* **Entries supplied**
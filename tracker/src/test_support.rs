//! Stand-ins for the device and the network, driven from tests.

use std::{
	future,
	sync::{
		atomic::{AtomicBool, AtomicUsize, Ordering},
		Arc,
		Mutex,
	},
};

use futures::StreamExt;
use models::utils::GeoPoint;
use time::macros::datetime;
use tokio::sync::mpsc::{self, UnboundedReceiver, UnboundedSender};
use tokio_stream::wrappers::UnboundedReceiverStream;

use crate::prelude::*;

/// A position at the sleigh's depot with the given accuracy.
pub fn device_fix(accuracy: f64) -> DeviceFix {
	DeviceFix {
		point: GeoPoint::new(51.28, -0.08),
		accuracy,
		captured_at: datetime!(2025-12-20 18:30:00 UTC),
	}
}

/// A shared count that can be read after the counted thing has moved.
#[derive(Debug, Clone, Default)]
pub struct Counter(Arc<AtomicUsize>);

impl Counter {
	/// Adds one.
	pub fn bump(&self) {
		self.0.fetch_add(1, Ordering::SeqCst);
	}

	/// The current count.
	pub fn get(&self) -> usize {
		self.0.load(Ordering::SeqCst)
	}
}

/// A device whose positions are pushed in by the test.
pub struct ScriptedGeolocation {
	/// Handed to the first watch
	positions: Mutex<Option<UnboundedReceiver<Result<DeviceFix, GeolocationError>>>>,
	/// Returned from every watch instead, if set
	refusal: Option<GeolocationError>,
	/// How many watches were requested
	watch_calls: Counter,
	/// The options the last watch was opened with
	options: Arc<Mutex<Option<WatchOptions>>>,
}

impl ScriptedGeolocation {
	/// A device that reports whatever is sent on the returned sender.
	pub fn new() -> (Self, UnboundedSender<Result<DeviceFix, GeolocationError>>) {
		let (sender, receiver) = mpsc::unbounded_channel();
		let geolocation = Self {
			positions: Mutex::new(Some(receiver)),
			refusal: None,
			watch_calls: Counter::default(),
			options: Arc::default(),
		};
		(geolocation, sender)
	}

	/// A device that refuses every watch with `error`.
	pub fn refusing(error: GeolocationError) -> Self {
		Self {
			positions: Mutex::new(None),
			refusal: Some(error),
			watch_calls: Counter::default(),
			options: Arc::default(),
		}
	}

	/// The number of watches requested so far.
	pub fn watch_calls(&self) -> Counter {
		self.watch_calls.clone()
	}

	/// Reads back the options of the last watch once the device has moved.
	pub fn watch_options(&self) -> Arc<Mutex<Option<WatchOptions>>> {
		self.options.clone()
	}
}

impl GeolocationProvider for ScriptedGeolocation {
	fn watch_position(&self, options: WatchOptions) -> Result<PositionStream, GeolocationError> {
		self.watch_calls.bump();
		*self.options.lock().unwrap() = Some(options);
		if let Some(error) = &self.refusal {
			return Err(error.clone());
		}
		let receiver = self
			.positions
			.lock()
			.unwrap()
			.take()
			.ok_or_else(|| GeolocationError::Unavailable("already watched".into()))?;
		Ok(UnboundedReceiverStream::new(receiver).boxed())
	}
}

/// A sink that forwards every request to the test, failing on demand.
#[derive(Clone)]
pub struct RecordingSink {
	/// Receives every request
	sent: UnboundedSender<RecordLocationRequest>,
	/// Whether requests currently fail
	failing: Arc<AtomicBool>,
}

impl RecordingSink {
	/// A sink that succeeds until told otherwise.
	pub fn new() -> (Self, UnboundedReceiver<RecordLocationRequest>) {
		let (sent, receiver) = mpsc::unbounded_channel();
		let sink = Self {
			sent,
			failing: Arc::new(AtomicBool::new(false)),
		};
		(sink, receiver)
	}

	/// Makes every following request fail, or succeed again.
	pub fn set_failing(&self, failing: bool) {
		self.failing.store(failing, Ordering::SeqCst);
	}
}

impl LocationSink for RecordingSink {
	async fn record_fix(&self, request: RecordLocationRequest) -> Result<(), ApiErrorResponse> {
		let failing = self.failing.load(Ordering::SeqCst);
		_ = self.sent.send(request);
		if failing {
			Err(ApiErrorResponse::internal_server_error("connection reset"))
		} else {
			Ok(())
		}
	}
}

/// A wake lock that is always granted and counts what happened to it.
#[derive(Debug, Clone, Default)]
pub struct CountingWakeLock {
	/// How many times it was acquired
	acquires: Counter,
	/// How many times it was released
	releases: Counter,
}

impl CountingWakeLock {
	/// How many times it was acquired.
	pub fn acquired(&self) -> usize {
		self.acquires.get()
	}

	/// How many times it was released.
	pub fn released(&self) -> usize {
		self.releases.get()
	}
}

impl WakeLock for CountingWakeLock {
	fn acquire(&mut self) -> bool {
		self.acquires.bump();
		true
	}

	fn release(&mut self) {
		self.releases.bump();
	}
}

/// Everything the audio cue has been asked to do.
#[derive(Debug, Default)]
pub struct AudioLog {
	/// Whether it is currently playing
	pub playing: bool,
	/// The last volume set
	pub volume: Option<f64>,
	/// How many times playback started
	pub plays: usize,
	/// How many times playback paused
	pub pauses: usize,
}

/// An audio cue that records what it was asked to do.
#[derive(Debug, Clone, Default)]
pub struct RecordingAudio {
	/// Shared with the test
	log: Arc<Mutex<AudioLog>>,
	/// Whether playback is refused
	blocked: Arc<AtomicBool>,
}

impl RecordingAudio {
	/// An audio cue that refuses to play.
	pub fn blocked() -> Self {
		let audio = Self::default();
		audio.blocked.store(true, Ordering::SeqCst);
		audio
	}

	/// Reads the log.
	pub fn inspect<R>(&self, read: impl FnOnce(&AudioLog) -> R) -> R {
		read(&self.log.lock().unwrap())
	}
}

impl AudioCue for RecordingAudio {
	fn play(&mut self) -> Result<(), AudioError> {
		if self.blocked.load(Ordering::SeqCst) {
			return Err(AudioError::Blocked("no user gesture".into()));
		}
		let mut log = self.log.lock().unwrap();
		log.playing = true;
		log.plays += 1;
		Ok(())
	}

	fn pause(&mut self) {
		let mut log = self.log.lock().unwrap();
		if log.playing {
			log.pauses += 1;
		}
		log.playing = false;
	}

	fn set_volume(&mut self, volume: f64) {
		self.log.lock().unwrap().volume = Some(volume);
	}
}

/// A feed whose updates are pushed in by the test. Once the sender is
/// dropped it never produces anything again.
pub struct ScriptedFeed {
	/// Where updates come from
	updates: UnboundedReceiver<FeedUpdate>,
}

impl ScriptedFeed {
	/// A feed that yields whatever is sent on the returned sender.
	pub fn new() -> (Self, UnboundedSender<FeedUpdate>) {
		let (sender, updates) = mpsc::unbounded_channel();
		(Self { updates }, sender)
	}
}

impl LocationFeed for ScriptedFeed {
	async fn next_update(&mut self) -> FeedUpdate {
		match self.updates.recv().await {
			Some(update) => update,
			None => future::pending().await,
		}
	}
}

* **Aim of the exercise**
Transcribe the listing above in full, word for word.

* **Solution to this task**
filename tracker/src/test_support.rs
//! Stand-ins for the device and the network, driven from tests.

use std::{
	future,
	sync::{
		atomic::{AtomicBool, AtomicUsize, Ordering},
		Arc,
		Mutex,
	},
};

use futures::StreamExt;
use models::utils::GeoPoint;
use time::macros::datetime;
use tokio::sync::mpsc::{self, UnboundedReceiver, UnboundedSender};
use tokio_stream::wrappers::UnboundedReceiverStream;

use crate::prelude::*;

/// A position at the sleigh's depot with the given accuracy.
pub fn device_fix(accuracy: f64) -> DeviceFix {
	DeviceFix {
		point: GeoPoint::new(51.28, -0.08),
		accuracy,
		captured_at: datetime!(2025-12-20 18:30:00 UTC),
	}
}

/// A shared count that can be read after the counted thing has moved.
#[derive(Debug, Clone, Default)]
pub struct Counter(Arc<AtomicUsize>);

impl Counter {
	/// Adds one.
	pub fn bump(&self) {
		self.0.fetch_add(1, Ordering::SeqCst);
	}

	/// The current count.
	pub fn get(&self) -> usize {
		self.0.load(Ordering::SeqCst)
	}
}

/// A device whose positions are pushed in by the test.
pub struct ScriptedGeolocation {
	/// Handed to the first watch
	positions: Mutex<Option<UnboundedReceiver<Result<DeviceFix, GeolocationError>>>>,
	/// Returned from every watch instead, if set
	refusal: Option<GeolocationError>,
	/// How many watches were requested
	watch_calls: Counter,
	/// The options the last watch was opened with
	options: Arc<Mutex<Option<WatchOptions>>>,
}

impl ScriptedGeolocation {
	/// A device that reports whatever is sent on the returned sender.
	pub fn new() -> (Self, UnboundedSender<Result<DeviceFix, GeolocationError>>) {
		let (sender, receiver) = mpsc::unbounded_channel();
		let geolocation = Self {
			positions: Mutex::new(Some(receiver)),
			refusal: None,
			watch_calls: Counter::default(),
			options: Arc::default(),
		};
		(geolocation, sender)
	}

	/// A device that refuses every watch with `error`.
	pub fn refusing(error: GeolocationError) -> Self {
		Self {
			positions: Mutex::new(None),
			refusal: Some(error),
			watch_calls: Counter::default(),
			options: Arc::default(),
		}
	}

	/// The number of watches requested so far.
	pub fn watch_calls(&self) -> Counter {
		self.watch_calls.clone()
	}

	/// Reads back the options of the last watch once the device has moved.
	pub fn watch_options(&self) -> Arc<Mutex<Option<WatchOptions>>> {
		self.options.clone()
	}
}

impl GeolocationProvider for ScriptedGeolocation {
	fn watch_position(&self, options: WatchOptions) -> Result<PositionStream, GeolocationError> {
		self.watch_calls.bump();
		*self.options.lock().unwrap() = Some(options);
		if let Some(error) = &self.refusal {
			return Err(error.clone());
		}
		let receiver = self
			.positions
			.lock()
			.unwrap()
			.take()
			.ok_or_else(|| GeolocationError::Unavailable("already watched".into()))?;
		Ok(UnboundedReceiverStream::new(receiver).boxed())
	}
}

/// A sink that forwards every request to the test, failing on demand.
#[derive(Clone)]
pub struct RecordingSink {
	/// Receives every request
	sent: UnboundedSender<RecordLocationRequest>,
	/// Whether requests currently fail
	failing: Arc<AtomicBool>,
}

impl RecordingSink {
	/// A sink that succeeds until told otherwise.
	pub fn new() -> (Self, UnboundedReceiver<RecordLocationRequest>) {
		let (sent, receiver) = mpsc::unbounded_channel();
		let sink = Self {
			sent,
			failing: Arc::new(AtomicBool::new(false)),
		};
		(sink, receiver)
	}

	/// Makes every following request fail, or succeed again.
	pub fn set_failing(&self, failing: bool) {
		self.failing.store(failing, Ordering::SeqCst);
	}
}

impl LocationSink for RecordingSink {
	async fn record_fix(&self, request: RecordLocationRequest) -> Result<(), ApiErrorResponse> {
		let failing = self.failing.load(Ordering::SeqCst);
		_ = self.sent.send(request);
		if failing {
			Err(ApiErrorResponse::internal_server_error("connection reset"))
		} else {
			Ok(())
		}
	}
}

/// A wake lock that is always granted and counts what happened to it.
#[derive(Debug, Clone, Default)]
pub struct CountingWakeLock {
	/// How many times it was acquired
	acquires: Counter,
	/// How many times it was released
	releases: Counter,
}

impl CountingWakeLock {
	/// How many times it was acquired.
	pub fn acquired(&self) -> usize {
		self.acquires.get()
	}

	/// How many times it was released.
	pub fn released(&self) -> usize {
		self.releases.get()
	}
}

impl WakeLock for CountingWakeLock {
	fn acquire(&mut self) -> bool {
		self.acquires.bump();
		true
	}

	fn release(&mut self) {
		self.releases.bump();
	}
}

/// Everything the audio cue has been asked to do.
#[derive(Debug, Default)]
pub struct AudioLog {
	/// Whether it is currently playing
	pub playing: bool,
	/// The last volume set
	pub volume: Option<f64>,
	/// How many times playback started
	pub plays: usize,
	/// How many times playback paused
	pub pauses: usize,
}

/// An audio cue that records what it was asked to do.
#[derive(Debug, Clone, Default)]
pub struct RecordingAudio {
	/// Shared with the test
	log: Arc<Mutex<AudioLog>>,
	/// Whether playback is refused
	blocked: Arc<AtomicBool>,
}

impl RecordingAudio {
	/// An audio cue that refuses to play.
	pub fn blocked() -> Self {
		let audio = Self::default();
		audio.blocked.store(true, Ordering::SeqCst);
		audio
	}

	/// Reads the log.
	pub fn inspect<R>(&self, read: impl FnOnce(&AudioLog) -> R) -> R {
		read(&self.log.lock().unwrap())
	}
}

impl AudioCue for RecordingAudio {
	fn play(&mut self) -> Result<(), AudioError> {
		if self.blocked.load(Ordering::SeqCst) {
			return Err(AudioError::Blocked("no user gesture".into()));
		}
		let mut log = self.log.lock().unwrap();
		log.playing = true;
		log.plays += 1;
		Ok(())
	}

	fn pause(&mut self) {
		let mut log = self.log.lock().unwrap();
		if log.playing {
			log.pauses += 1;
		}
		log.playing = false;
	}

	fn set_volume(&mut self, volume: f64) {
		self.log.lock().unwrap().volume = Some(volume);
	}
}

/// A feed whose updates are pushed in by the test. Once the sender is
/// dropped it never produces anything again.
pub struct ScriptedFeed {
	/// Where updates come from
	updates: UnboundedReceiver<FeedUpdate>,
}

impl ScriptedFeed {
	/// A feed that yields whatever is sent on the returned sender.
	pub fn new() -> (Self, UnboundedSender<FeedUpdate>) {
		let (sender, updates) = mpsc::unbounded_channel();
		(Self { updates }, sender)
	}
}

impl LocationFeed for ScriptedFeed {
	async fn next_update(&mut self) -> FeedUpdate {
		match self.updates.recv().await {
			Some(update) => update,
			None => future::pending().await,
		}
	}
}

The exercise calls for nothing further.